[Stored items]
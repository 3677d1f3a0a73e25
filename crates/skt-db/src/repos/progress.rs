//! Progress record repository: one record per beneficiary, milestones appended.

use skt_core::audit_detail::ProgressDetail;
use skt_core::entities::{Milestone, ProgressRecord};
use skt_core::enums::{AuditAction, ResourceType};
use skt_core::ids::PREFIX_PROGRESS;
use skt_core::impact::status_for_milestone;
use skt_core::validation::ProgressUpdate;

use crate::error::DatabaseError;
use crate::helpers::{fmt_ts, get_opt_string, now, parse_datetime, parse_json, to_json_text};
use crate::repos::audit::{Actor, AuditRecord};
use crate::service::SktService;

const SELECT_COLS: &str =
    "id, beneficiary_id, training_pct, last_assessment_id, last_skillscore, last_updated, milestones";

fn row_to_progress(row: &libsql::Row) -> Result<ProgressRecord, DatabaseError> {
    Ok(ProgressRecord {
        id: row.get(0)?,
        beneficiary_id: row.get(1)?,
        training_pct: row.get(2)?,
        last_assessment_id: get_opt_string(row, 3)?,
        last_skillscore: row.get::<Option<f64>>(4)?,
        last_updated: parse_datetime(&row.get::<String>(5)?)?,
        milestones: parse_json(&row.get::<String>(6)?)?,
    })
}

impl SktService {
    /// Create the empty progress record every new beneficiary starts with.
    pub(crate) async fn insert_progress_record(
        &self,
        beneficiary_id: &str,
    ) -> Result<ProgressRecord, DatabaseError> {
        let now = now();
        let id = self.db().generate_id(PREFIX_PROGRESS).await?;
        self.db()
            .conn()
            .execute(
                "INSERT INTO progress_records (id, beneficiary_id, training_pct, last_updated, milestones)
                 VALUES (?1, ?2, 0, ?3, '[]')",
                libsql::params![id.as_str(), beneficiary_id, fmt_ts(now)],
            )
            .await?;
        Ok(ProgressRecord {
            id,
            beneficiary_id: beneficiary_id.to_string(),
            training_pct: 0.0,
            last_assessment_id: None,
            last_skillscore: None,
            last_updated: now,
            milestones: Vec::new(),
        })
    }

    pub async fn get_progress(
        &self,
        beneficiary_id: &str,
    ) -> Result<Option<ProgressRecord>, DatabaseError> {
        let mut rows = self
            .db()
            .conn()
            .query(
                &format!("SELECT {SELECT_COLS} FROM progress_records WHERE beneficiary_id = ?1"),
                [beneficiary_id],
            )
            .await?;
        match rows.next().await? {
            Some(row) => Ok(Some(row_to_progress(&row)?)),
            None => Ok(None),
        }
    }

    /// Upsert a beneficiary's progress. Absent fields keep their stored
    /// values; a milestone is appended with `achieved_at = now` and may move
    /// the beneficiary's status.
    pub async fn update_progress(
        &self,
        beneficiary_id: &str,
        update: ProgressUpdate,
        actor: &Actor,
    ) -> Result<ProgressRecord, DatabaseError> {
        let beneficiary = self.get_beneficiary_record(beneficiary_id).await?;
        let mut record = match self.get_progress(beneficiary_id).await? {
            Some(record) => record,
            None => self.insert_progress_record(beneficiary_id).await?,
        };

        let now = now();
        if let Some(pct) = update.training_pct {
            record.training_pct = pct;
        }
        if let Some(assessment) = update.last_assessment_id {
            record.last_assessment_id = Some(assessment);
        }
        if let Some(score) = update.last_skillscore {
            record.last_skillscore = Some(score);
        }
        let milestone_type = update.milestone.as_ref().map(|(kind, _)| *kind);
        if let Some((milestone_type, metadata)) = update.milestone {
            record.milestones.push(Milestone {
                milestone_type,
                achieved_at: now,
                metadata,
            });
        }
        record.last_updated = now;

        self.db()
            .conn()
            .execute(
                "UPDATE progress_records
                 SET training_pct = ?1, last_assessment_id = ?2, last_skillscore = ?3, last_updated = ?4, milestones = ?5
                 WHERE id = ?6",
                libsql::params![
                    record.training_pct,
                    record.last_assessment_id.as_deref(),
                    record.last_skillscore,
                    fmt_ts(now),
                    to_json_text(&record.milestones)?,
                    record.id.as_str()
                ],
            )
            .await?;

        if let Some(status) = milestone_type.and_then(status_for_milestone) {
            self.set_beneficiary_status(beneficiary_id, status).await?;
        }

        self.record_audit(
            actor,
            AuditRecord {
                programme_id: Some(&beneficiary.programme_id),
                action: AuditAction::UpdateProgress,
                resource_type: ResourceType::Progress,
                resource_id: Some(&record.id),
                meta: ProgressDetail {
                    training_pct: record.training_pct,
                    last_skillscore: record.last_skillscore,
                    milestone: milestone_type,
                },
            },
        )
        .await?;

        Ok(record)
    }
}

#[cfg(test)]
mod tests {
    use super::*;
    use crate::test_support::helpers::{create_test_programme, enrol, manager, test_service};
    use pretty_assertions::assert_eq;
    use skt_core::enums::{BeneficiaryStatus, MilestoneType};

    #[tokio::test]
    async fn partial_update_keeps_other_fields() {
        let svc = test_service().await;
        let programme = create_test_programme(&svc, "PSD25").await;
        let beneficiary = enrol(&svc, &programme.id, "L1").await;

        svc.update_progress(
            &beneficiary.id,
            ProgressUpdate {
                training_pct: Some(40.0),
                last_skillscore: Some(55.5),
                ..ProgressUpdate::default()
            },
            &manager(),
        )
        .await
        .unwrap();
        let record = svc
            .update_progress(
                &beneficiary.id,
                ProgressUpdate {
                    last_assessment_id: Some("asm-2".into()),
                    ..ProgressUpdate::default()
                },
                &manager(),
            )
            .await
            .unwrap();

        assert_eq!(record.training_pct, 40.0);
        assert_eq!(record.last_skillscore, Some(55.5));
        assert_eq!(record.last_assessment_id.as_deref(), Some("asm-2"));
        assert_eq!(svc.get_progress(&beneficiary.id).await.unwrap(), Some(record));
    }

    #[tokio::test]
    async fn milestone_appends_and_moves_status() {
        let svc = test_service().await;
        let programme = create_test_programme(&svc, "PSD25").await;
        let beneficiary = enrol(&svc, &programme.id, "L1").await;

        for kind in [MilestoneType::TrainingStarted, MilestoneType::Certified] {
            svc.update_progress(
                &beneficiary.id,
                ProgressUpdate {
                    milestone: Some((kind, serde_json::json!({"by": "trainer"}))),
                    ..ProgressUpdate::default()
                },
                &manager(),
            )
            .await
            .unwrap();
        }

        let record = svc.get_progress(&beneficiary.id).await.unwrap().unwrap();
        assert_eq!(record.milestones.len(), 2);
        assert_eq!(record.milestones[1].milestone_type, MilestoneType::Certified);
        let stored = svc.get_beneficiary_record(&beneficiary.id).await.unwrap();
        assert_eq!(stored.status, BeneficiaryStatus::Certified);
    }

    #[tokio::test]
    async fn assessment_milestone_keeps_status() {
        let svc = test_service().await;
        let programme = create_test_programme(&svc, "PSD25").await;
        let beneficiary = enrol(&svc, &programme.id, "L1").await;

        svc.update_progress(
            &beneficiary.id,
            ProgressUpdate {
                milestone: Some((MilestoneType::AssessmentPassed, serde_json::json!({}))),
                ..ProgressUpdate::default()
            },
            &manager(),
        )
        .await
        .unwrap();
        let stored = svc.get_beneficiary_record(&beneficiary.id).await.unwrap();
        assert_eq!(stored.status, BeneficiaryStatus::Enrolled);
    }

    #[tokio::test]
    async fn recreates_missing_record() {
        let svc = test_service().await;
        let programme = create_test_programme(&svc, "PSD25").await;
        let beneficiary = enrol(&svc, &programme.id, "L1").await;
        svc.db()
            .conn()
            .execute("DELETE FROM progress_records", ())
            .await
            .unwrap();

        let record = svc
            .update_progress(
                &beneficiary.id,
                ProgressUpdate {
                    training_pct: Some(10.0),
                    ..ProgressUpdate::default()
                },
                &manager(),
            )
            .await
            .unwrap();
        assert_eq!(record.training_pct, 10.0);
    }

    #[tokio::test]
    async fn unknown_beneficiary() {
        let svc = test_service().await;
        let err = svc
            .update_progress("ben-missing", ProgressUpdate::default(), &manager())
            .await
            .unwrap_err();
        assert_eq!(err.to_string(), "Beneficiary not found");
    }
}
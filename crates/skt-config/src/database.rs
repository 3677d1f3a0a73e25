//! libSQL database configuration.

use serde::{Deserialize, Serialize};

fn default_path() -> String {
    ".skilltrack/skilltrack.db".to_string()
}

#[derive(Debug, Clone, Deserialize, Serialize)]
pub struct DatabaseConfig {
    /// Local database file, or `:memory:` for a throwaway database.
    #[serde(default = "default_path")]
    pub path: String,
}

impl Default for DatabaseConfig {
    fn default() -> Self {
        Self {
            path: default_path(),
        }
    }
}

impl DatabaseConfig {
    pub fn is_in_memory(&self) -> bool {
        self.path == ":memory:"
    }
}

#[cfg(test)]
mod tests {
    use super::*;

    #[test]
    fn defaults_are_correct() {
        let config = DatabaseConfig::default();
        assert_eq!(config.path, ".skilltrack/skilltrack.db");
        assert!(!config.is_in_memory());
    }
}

YOUR GOAL -
Using the data above, return each line that includes the word "BeneficiaryStatus".

THE COMPLETED TASK -
    use skt_core::enums::{BeneficiaryStatus, MilestoneType};
        assert_eq!(stored.status, BeneficiaryStatus::Certified);
        assert_eq!(stored.status, BeneficiaryStatus::Enrolled);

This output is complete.